The task
Review the material line by line. Identify and copy every line that contains the string "been".

Material shown
++++++++++

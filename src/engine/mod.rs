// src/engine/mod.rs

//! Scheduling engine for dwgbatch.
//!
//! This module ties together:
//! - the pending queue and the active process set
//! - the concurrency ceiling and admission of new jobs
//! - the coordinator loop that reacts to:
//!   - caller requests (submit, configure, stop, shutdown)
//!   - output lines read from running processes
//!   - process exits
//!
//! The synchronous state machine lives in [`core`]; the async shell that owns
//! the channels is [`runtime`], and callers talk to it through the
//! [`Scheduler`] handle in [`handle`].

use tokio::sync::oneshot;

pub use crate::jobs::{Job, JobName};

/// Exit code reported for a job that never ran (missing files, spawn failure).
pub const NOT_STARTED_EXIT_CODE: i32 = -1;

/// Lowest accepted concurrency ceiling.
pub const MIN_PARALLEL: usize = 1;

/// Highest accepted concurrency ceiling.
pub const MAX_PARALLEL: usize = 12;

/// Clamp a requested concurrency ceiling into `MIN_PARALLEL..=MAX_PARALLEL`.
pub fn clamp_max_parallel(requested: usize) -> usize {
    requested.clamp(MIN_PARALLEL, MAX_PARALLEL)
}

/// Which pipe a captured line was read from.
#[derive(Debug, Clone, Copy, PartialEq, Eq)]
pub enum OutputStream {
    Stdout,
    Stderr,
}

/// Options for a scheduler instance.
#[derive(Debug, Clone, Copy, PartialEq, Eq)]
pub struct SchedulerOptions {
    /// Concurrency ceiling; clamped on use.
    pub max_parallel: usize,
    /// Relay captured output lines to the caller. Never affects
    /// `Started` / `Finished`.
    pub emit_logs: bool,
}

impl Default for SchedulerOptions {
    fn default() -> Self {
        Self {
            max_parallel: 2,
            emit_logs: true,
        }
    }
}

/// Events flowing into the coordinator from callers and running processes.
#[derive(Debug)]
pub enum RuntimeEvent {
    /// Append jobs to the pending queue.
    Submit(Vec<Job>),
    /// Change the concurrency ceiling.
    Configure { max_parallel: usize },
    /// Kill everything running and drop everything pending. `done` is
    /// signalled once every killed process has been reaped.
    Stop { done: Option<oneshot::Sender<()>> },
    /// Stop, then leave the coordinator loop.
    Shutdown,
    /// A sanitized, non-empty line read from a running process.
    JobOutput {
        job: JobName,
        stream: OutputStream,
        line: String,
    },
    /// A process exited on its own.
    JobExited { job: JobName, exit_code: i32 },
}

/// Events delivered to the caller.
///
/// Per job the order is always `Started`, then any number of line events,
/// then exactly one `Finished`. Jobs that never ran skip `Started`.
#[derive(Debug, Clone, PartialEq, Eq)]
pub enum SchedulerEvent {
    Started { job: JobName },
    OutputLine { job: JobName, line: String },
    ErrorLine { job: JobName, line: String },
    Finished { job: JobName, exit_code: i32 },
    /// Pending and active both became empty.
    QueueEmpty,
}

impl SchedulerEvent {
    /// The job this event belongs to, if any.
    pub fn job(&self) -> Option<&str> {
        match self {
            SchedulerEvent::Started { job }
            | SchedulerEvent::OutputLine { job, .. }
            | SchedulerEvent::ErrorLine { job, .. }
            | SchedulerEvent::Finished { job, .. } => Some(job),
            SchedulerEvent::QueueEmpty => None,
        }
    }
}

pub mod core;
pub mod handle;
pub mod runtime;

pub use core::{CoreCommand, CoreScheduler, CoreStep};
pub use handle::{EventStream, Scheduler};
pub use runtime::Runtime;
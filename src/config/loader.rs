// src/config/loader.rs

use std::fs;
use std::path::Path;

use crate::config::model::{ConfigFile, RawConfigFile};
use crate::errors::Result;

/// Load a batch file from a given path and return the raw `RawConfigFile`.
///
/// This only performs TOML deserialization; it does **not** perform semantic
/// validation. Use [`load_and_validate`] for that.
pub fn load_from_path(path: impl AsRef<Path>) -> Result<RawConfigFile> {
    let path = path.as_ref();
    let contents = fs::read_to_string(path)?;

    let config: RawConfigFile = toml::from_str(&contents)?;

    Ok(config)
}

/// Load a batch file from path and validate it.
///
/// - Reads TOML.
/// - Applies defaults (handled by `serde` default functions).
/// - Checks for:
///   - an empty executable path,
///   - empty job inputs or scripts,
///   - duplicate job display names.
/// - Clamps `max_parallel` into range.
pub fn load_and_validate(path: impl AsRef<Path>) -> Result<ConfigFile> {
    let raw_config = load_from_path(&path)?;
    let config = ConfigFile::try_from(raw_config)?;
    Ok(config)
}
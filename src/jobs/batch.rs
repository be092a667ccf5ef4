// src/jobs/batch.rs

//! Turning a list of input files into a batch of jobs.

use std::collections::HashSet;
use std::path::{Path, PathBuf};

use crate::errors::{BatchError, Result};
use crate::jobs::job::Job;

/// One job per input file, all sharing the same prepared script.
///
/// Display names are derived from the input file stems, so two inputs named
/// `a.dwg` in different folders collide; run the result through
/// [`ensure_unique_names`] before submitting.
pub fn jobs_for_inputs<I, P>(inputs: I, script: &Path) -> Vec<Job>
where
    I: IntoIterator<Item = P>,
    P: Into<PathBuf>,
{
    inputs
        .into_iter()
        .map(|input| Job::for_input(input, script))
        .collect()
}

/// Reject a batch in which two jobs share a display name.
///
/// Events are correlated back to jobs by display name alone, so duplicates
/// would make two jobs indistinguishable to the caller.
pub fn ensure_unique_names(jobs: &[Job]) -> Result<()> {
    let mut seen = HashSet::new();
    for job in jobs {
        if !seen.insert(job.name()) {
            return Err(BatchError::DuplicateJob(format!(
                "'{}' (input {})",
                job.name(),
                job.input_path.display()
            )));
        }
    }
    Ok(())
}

++++++++++

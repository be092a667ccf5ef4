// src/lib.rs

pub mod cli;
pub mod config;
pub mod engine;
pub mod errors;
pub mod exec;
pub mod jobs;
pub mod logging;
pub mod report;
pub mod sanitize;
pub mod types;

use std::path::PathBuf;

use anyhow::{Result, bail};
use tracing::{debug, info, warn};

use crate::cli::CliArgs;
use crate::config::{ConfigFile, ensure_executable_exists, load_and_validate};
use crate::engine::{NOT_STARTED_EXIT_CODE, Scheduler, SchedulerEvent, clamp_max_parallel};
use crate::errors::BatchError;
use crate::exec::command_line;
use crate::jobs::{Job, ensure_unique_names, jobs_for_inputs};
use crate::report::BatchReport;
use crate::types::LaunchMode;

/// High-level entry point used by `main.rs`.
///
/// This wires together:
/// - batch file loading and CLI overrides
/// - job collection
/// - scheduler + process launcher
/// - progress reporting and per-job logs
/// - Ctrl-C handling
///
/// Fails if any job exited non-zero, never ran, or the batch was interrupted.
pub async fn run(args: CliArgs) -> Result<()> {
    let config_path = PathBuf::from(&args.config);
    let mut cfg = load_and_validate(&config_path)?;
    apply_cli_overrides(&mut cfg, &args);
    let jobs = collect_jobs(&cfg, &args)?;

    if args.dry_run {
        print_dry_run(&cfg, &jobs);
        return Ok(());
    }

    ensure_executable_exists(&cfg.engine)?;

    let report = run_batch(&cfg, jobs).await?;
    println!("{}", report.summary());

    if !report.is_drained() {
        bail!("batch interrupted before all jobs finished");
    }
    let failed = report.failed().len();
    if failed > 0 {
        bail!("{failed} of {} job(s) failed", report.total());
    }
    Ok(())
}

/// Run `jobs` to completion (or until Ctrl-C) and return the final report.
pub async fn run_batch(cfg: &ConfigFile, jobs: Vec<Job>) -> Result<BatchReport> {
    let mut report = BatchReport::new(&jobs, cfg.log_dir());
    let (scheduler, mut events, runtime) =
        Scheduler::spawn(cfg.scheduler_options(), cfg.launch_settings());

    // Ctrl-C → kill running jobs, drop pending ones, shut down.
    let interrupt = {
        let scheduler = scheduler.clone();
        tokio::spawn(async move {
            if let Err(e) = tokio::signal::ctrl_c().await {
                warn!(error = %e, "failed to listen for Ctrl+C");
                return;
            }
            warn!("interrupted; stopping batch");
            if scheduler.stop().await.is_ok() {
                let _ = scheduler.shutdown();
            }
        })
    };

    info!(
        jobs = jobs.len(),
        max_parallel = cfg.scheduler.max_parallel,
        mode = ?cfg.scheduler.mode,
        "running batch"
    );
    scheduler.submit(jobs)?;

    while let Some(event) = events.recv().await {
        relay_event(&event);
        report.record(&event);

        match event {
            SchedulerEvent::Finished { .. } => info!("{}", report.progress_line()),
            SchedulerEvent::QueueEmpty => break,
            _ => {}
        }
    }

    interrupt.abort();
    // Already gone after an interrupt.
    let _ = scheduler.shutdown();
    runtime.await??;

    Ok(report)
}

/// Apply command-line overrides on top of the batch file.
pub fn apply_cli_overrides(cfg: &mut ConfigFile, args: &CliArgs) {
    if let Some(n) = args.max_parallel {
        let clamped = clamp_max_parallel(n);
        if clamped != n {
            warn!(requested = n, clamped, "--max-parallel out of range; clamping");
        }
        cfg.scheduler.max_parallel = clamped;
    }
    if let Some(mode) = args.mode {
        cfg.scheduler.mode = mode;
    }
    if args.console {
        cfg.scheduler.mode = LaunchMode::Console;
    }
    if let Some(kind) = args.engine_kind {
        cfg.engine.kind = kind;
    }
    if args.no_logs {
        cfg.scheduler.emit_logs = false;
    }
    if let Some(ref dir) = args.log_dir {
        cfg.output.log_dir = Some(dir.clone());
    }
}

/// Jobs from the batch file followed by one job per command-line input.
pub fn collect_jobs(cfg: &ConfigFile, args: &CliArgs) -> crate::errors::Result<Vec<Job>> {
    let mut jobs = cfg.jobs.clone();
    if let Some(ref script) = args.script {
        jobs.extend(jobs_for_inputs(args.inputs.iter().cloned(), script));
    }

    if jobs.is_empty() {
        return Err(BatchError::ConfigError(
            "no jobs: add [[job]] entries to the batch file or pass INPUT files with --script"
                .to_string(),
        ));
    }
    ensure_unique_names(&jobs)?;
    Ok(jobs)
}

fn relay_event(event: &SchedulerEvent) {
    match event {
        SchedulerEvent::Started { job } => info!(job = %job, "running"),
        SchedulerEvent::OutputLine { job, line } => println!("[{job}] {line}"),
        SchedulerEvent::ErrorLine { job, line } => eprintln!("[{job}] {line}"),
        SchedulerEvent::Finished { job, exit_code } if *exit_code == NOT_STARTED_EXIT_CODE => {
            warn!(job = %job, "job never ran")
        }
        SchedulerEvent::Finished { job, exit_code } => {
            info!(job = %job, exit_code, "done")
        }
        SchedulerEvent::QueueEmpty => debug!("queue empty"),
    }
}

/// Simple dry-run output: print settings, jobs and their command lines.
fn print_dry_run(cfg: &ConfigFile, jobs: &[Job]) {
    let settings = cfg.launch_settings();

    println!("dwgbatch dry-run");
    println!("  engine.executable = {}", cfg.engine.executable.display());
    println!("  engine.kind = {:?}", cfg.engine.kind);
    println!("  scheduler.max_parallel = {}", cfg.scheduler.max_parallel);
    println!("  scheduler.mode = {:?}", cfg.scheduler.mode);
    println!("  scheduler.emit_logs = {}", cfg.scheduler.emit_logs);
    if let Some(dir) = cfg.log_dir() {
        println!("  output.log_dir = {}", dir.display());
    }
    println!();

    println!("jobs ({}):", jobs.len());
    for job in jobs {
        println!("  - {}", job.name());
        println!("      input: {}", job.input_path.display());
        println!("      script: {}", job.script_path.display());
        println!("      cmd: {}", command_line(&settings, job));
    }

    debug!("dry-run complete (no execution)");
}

++++++++++

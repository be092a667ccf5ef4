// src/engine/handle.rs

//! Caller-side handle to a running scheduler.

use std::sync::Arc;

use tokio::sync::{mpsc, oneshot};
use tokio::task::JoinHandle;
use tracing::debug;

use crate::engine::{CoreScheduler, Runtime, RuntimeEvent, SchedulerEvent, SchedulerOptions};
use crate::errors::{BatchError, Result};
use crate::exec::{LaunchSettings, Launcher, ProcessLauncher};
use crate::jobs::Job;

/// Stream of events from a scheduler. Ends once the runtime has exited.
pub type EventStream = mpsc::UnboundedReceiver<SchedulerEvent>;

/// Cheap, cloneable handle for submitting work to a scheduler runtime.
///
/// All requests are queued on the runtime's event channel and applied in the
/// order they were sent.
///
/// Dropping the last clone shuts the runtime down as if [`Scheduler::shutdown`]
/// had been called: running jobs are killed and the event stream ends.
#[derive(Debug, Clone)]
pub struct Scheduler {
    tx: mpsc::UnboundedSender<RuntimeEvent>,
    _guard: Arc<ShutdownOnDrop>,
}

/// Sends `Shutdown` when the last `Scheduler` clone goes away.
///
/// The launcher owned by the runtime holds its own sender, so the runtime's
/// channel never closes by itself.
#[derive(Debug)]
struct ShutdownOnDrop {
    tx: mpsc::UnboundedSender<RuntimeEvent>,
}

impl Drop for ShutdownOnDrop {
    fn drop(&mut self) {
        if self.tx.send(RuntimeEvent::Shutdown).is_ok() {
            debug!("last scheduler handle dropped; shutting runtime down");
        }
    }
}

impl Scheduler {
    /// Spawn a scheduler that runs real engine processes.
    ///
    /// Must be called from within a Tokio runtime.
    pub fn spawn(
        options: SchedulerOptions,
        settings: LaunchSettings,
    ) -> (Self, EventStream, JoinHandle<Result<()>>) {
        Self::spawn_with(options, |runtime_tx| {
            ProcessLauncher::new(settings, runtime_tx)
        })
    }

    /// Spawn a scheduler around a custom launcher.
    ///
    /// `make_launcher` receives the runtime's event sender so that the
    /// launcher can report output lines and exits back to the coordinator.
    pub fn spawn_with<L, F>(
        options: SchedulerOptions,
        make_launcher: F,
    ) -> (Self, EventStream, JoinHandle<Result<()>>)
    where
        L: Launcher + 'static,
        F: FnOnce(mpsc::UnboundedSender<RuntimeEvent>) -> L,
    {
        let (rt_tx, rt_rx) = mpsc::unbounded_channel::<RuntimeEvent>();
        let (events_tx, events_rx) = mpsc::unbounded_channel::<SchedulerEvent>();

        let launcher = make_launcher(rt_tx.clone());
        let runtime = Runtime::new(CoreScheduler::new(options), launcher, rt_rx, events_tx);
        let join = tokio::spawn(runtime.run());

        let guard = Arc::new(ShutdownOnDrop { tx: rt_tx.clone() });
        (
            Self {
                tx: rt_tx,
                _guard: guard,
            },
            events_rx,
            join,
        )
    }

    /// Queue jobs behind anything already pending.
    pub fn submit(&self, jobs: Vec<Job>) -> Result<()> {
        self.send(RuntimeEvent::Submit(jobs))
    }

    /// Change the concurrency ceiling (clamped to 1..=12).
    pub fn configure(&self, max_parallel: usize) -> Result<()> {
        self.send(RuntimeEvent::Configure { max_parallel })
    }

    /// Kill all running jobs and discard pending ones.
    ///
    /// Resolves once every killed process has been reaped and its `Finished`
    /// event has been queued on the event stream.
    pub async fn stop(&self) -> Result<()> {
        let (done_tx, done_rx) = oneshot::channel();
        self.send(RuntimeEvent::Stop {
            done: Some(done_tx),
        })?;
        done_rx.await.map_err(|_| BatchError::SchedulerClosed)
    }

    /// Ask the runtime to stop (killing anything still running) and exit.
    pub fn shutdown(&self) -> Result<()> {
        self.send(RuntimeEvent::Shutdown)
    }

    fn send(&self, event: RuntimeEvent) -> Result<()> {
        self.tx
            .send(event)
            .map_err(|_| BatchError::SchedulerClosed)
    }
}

++++++++++

Reply
    /// signalled once every killed process has been reaped.
/// had been called: running jobs are killed and the event stream ends.
    /// Resolves once every killed process has been reaped and its `Finished`
    /// event has been queued on the event stream.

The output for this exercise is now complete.